Kita sering menganggap, bahkan hakul yakin, bahwa orang-orang tertentu – yang tampak rajin salat, puasa, berzikir, sering naik haji, gemar bersedekah, dan seterusnya – sebagai orang-orang yang tentunya bakal masuk surga. Kiai Majdub pun semula mengira begitu. Belakangan dia menginsafi keterburuannya dalam menyimpulkan.. Soal siapa masuk surga dan siapa masuk neraka tak mungkin semekanistis itu, sebab Tuhan beserta aparat malaikatNya bukanlah akuntan yang memegang kalkulator lalu mencatat neraca pahala dan dosa, dan setelah memeroleh selisihnya mencemplungkan seseorang ke salah satu dari kedua tempat itu.
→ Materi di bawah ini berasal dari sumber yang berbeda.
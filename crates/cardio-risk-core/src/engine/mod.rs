//! Explanation engine
//!
//! Evaluates an ordered list of rules against a [`RiskRecord`] and collects
//! the explanations that fire. The engine never looks at the model's label.

pub mod rules;

use rules::threshold::ThresholdRule;
use rules::tiered::{CholesterolRule, ObesityRule};
use rules::{Explanation, Rule, RuleCategory};
use std::sync::Arc;

use crate::record::RiskRecord;

/// The explanation rule engine
#[derive(Clone)]
pub struct ExplanationEngine {
    /// Rules in evaluation order
    rules: Vec<Arc<dyn Rule>>,
}

impl Default for ExplanationEngine {
    fn default() -> Self {
        Self::new()
    }
}

impl std::fmt::Debug for ExplanationEngine {
    fn fmt(&self, f: &mut std::fmt::Formatter<'_>) -> std::fmt::Result {
        f.debug_struct("ExplanationEngine")
            .field("rules", &self.rules.iter().map(|r| r.id()).collect::<Vec<_>>())
            .finish()
    }
}

impl ExplanationEngine {
    /// Create an engine with the standard rule set
    pub fn new() -> Self {
        let mut engine = Self::empty();
        engine.register_default_rules();
        engine
    }

    /// Create an engine with no rules
    pub fn empty() -> Self {
        Self { rules: Vec::new() }
    }

    fn register_default_rules(&mut self) {
        // Hemodynamic
        self.register(Arc::new(ThresholdRule::pulse_pressure()));
        self.register(Arc::new(ThresholdRule::mean_arterial_pressure()));
        self.register(Arc::new(ThresholdRule::pressure_ratio()));

        // Laboratory
        self.register(Arc::new(CholesterolRule));
        self.register(Arc::new(ThresholdRule::glucose()));

        // Lifestyle
        self.register(Arc::new(ThresholdRule::smoking()));
        self.register(Arc::new(ThresholdRule::alcohol()));
        self.register(Arc::new(ThresholdRule::inactivity()));

        self.register(Arc::new(ObesityRule));
    }

    /// Append a rule; it is evaluated after every rule already registered
    pub fn register(&mut self, rule: Arc<dyn Rule>) {
        self.rules.push(rule);
    }

    pub fn rules(&self) -> &[Arc<dyn Rule>] {
        &self.rules
    }

    pub fn rules_by_category(&self, category: RuleCategory) -> Vec<Arc<dyn Rule>> {
        self.rules
            .iter()
            .filter(|r| r.category() == category)
            .cloned()
            .collect()
    }

    /// Evaluate every rule in order and collect the explanations that fire
    ///
    /// Deterministic: the same record always yields the same sequence.
    pub fn explain(&self, record: &RiskRecord) -> Vec<Explanation> {
        let explanations: Vec<Explanation> =
            self.rules.iter().filter_map(|rule| rule.evaluate(record)).collect();
        tracing::debug!(
            rules_evaluated = self.rules.len(),
            explanations = explanations.len(),
            "explanation rules evaluated"
        );
        explanations
    }
}
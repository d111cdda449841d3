use cardio_risk_core::inference::FittedScaler;
use cardio_risk_core::{ExplanationEngine, RiskRecord, RiskRecordInput};
use criterion::{black_box, criterion_group, criterion_main, Criterion};

fn record(bmi: f64, smoker: f64) -> RiskRecord {
    RiskRecordInput {
        gender: Some(1.0),
        age_years: Some(58.0),
        bmi: Some(bmi),
        pulse_pressure: Some(55.0),
        mean_arterial_pressure: Some(104.0),
        systolic_diastolic_ratio: Some(1.6),
        cholesterol: Some(2.0),
        glucose: Some(3.0),
        smoker: Some(smoker),
        alcohol: Some(0.0),
        physically_active: Some(0.0),
    }
    .validate()
    .unwrap()
}

fn bench_explain(c: &mut Criterion) {
    let engine = ExplanationEngine::new();
    let busy = record(41.0, 1.0);
    let quiet = RiskRecordInput {
        pulse_pressure: Some(35.0),
        mean_arterial_pressure: Some(85.0),
        systolic_diastolic_ratio: Some(1.3),
        cholesterol: Some(1.0),
        glucose: Some(1.0),
        physically_active: Some(1.0),
        ..RiskRecordInput::from(&record(22.0, 0.0))
    }
    .validate()
    .unwrap();

    c.bench_function("explain all rules firing", |b| {
        b.iter(|| engine.explain(black_box(&busy)))
    });
    c.bench_function("explain no rules firing", |b| {
        b.iter(|| engine.explain(black_box(&quiet)))
    });
}

fn bench_validate(c: &mut Criterion) {
    let input = RiskRecordInput::from(&record(31.0, 0.0));
    c.bench_function("validate record input", |b| {
        b.iter(|| black_box(&input).validate())
    });
}

fn bench_scale(c: &mut Criterion) {
    let scaler = FittedScaler::identity();
    let features = record(28.0, 0.0).to_features();
    c.bench_function("scale feature vector", |b| {
        b.iter(|| scaler.transform_features(black_box(&features)))
    });
}

criterion_group!(benches, bench_explain, bench_validate, bench_scale);
criterion_main!(benches);
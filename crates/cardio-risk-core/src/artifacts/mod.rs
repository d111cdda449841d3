//! Artifact stores
//!
//! An [`ArtifactStore`] resolves an artifact name to raw bytes. Stores are
//! composed with [`ArtifactChain`]: a local directory is usually consulted
//! before the remote hub.
//!
//! Stores return [`ArtifactError::NotFound`] when they simply do not have an
//! artifact, which lets a chain move on to the next store. Any other error
//! stops the chain.

pub mod chain;
pub mod hub;
pub mod local;

pub use chain::ArtifactChain;
pub use hub::HubArtifactStore;
pub use local::LocalArtifactStore;

use serde::de::DeserializeOwned;
use sha2::{Digest, Sha256};
use std::fmt;
use std::path::{Path, PathBuf};

use crate::config::ArtifactConfig;
use crate::error::ArtifactError;

/// Name of an artifact plus an optional pinned digest
#[derive(Debug, Clone, PartialEq, Eq)]
pub struct ArtifactRef {
    pub name: String,
    /// Lowercase hex SHA-256 the bytes must match
    pub sha256: Option<String>,
}

impl ArtifactRef {
    pub fn new(name: impl Into<String>) -> Self {
        Self {
            name: name.into(),
            sha256: None,
        }
    }

    pub fn with_sha256(mut self, digest: Option<String>) -> Self {
        self.sha256 = digest.map(|d| d.to_lowercase());
        self
    }
}

impl fmt::Display for ArtifactRef {
    fn fmt(&self, f: &mut fmt::Formatter<'_>) -> fmt::Result {
        f.write_str(&self.name)
    }
}

/// Bytes of a fetched artifact and where they came from
#[derive(Debug, Clone)]
pub struct ArtifactBlob {
    pub name: String,
    pub bytes: Vec<u8>,
    /// Store that served the bytes
    pub source: String,
    /// On-disk location, when the bytes live in a file
    pub path: Option<PathBuf>,
}

impl ArtifactBlob {
    /// Hex SHA-256 of the bytes
    pub fn sha256(&self) -> String {
        sha256_hex(&self.bytes)
    }

    /// Decode the bytes by file extension (`.yaml`/`.yml` or JSON otherwise)
    pub fn decode<T: DeserializeOwned>(&self) -> Result<T, ArtifactError> {
        decode(&self.name, &self.bytes)
    }
}

/// A source of model artifacts
#[async_trait::async_trait]
pub trait ArtifactStore: Send + Sync + fmt::Debug {
    /// Name of the store for logs and diagnostics
    fn name(&self) -> &str;

    /// Fetch an artifact, verifying its digest when one is pinned
    ///
    /// Returns [`ArtifactError::NotFound`] when the store has no such
    /// artifact.
    async fn fetch(&self, artifact: &ArtifactRef) -> Result<ArtifactBlob, ArtifactError>;
}

/// Hex-encoded SHA-256 of a byte slice
pub fn sha256_hex(bytes: &[u8]) -> String {
    hex::encode(Sha256::digest(bytes))
}

/// Check bytes against the digest pinned on `artifact`, if any
pub fn verify_checksum(artifact: &ArtifactRef, bytes: &[u8]) -> Result<(), ArtifactError> {
    let Some(expected) = artifact.sha256.as_deref() else {
        return Ok(());
    };
    let actual = sha256_hex(bytes);
    if actual.eq_ignore_ascii_case(expected) {
        Ok(())
    } else {
        Err(ArtifactError::ChecksumMismatch {
            name: artifact.name.clone(),
            expected: expected.to_string(),
            actual,
        })
    }
}

/// Deserialize artifact bytes, picking the format from the file name
pub fn decode<T: DeserializeOwned>(name: &str, bytes: &[u8]) -> Result<T, ArtifactError> {
    let extension = Path::new(name)
        .extension()
        .and_then(|e| e.to_str())
        .unwrap_or("")
        .to_lowercase();

    match extension.as_str() {
        "yaml" | "yml" => {
            serde_yaml::from_slice(bytes).map_err(|e| ArtifactError::corrupt(name, e.to_string()))
        }
        "json" | "" => {
            serde_json::from_slice(bytes).map_err(|e| ArtifactError::corrupt(name, e.to_string()))
        }
        "pkl" | "pickle" | "joblib" => Err(ArtifactError::incompatible(
            name,
            "pickled artifacts are not supported; export the model to JSON or YAML",
        )),
        other => Err(ArtifactError::incompatible(
            name,
            format!("unsupported artifact format '{}', expected json, yaml or yml", other),
        )),
    }
}

/// Interpret an artifact name as a path that stays inside a store root
pub(crate) fn relative_path(name: &str) -> Result<&Path, ArtifactError> {
    let relative = Path::new(name);
    let escapes = relative.is_absolute()
        || relative
            .components()
            .any(|c| !matches!(c, std::path::Component::Normal(_)));
    if name.is_empty() || escapes {
        return Err(ArtifactError::NotFound(format!(
            "{} (invalid artifact name)",
            name
        )));
    }
    Ok(relative)
}

/// Build the store chain described by the configuration
///
/// The local directory, when set, is consulted before the hub.
pub fn store_from_config(config: &ArtifactConfig) -> Result<ArtifactChain, ArtifactError> {
    let mut chain = ArtifactChain::new();
    if let Some(dir) = &config.local_dir {
        chain.add_store(LocalArtifactStore::new(dir));
    }
    if !config.repo_id.trim().is_empty() {
        chain.add_store(HubArtifactStore::from_config(config)?);
    }
    Ok(chain)
}
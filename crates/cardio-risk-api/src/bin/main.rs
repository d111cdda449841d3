//! Cardiovascular risk CLI
//!
//! # Usage
//!
//! ```bash
//! # Start the web form and JSON API
//! cardio-risk --config cardio.toml serve --port 8080
//!
//! # Assess one record
//! cardio-risk assess --gender 1 --age-years 58 --bmi 31.2 --pulse-pressure 55 \
//!     --mean-arterial-pressure 104 --systolic-diastolic-ratio 1.6 \
//!     --cholesterol 2 --glucose 1 --smoker 0 --alcohol 0 --physically-active 0
//!
//! # Contributing factors only, from a file
//! cardio-risk explain --input record.yaml --format json
//!
//! # Download and verify the model artifacts
//! cardio-risk fetch
//! ```
//!
//! # Exit Codes
//!
//! - 0: Success; for `assess`, not at risk
//! - 1: `assess` only, at risk
//! - 3: Invalid input, arguments or configuration
//! - 4: File not found or inaccessible
//! - 5: Model artifacts missing, corrupt or incompatible
//! - 10: Internal error

use cardio_risk_api::{run_cli, RiskCli};
use clap::Parser;

#[tokio::main]
async fn main() {
    let cli = RiskCli::parse();

    let exit_code = run_cli(cli).await;
    std::process::exit(exit_code.into());
}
Lalu bagaimana cara kerja malaikat dalam menentukan kondite dan mengganjar manusia? “Wallahi, saya tidak tahu,” kata Kiai Majdub. “Saya rasa hal ini sepenuhnya urusan Tuhan, sebab hanya Dia yang tahu apa yang berdenyut di kalbu manusia ketika di luarnya ia tampak baik”.

Kita sering menganggap, dengan keyakinan menyala-nyala, bahwa orang-orang tertentu – yang tampak jahat, brengsek, gemar mengganggu dan merugikan orang lain, suka berpikir yang aneh-aneh, melawan kearifan umum masyarakat, dan sebagainya – sebagai mahluk-mahluk yang tentunya bakal dilaknat Tuhan di neraka. Kiai Majdub punya pikiran lain. Dia memulangkan segala sesuatunya kepada Tuhan, jika masalahnya sudah menyinggung nasib manusia setelah mati; jika soalnya menyangkut neraka dan surga. “Kita boleh saja keberatan dengan perilaku mereka,” ujarnya, “tapi hendaknya cukuplah sampai di situ, tanpa perlu mengira atau bahkan mendoakan agar orang itu dibenamkan ke liang neraka”.

Setiap ditanya mengapa dia bersikap begitu “relatif”, plinplan, seperti tak punya pendirian apapun, Kiai Majdub memberikan jawaban yang sama: “Saya ini cuma sebutir debu, dan karenanya mustahil berani membajak hak mutlak Tuhan”.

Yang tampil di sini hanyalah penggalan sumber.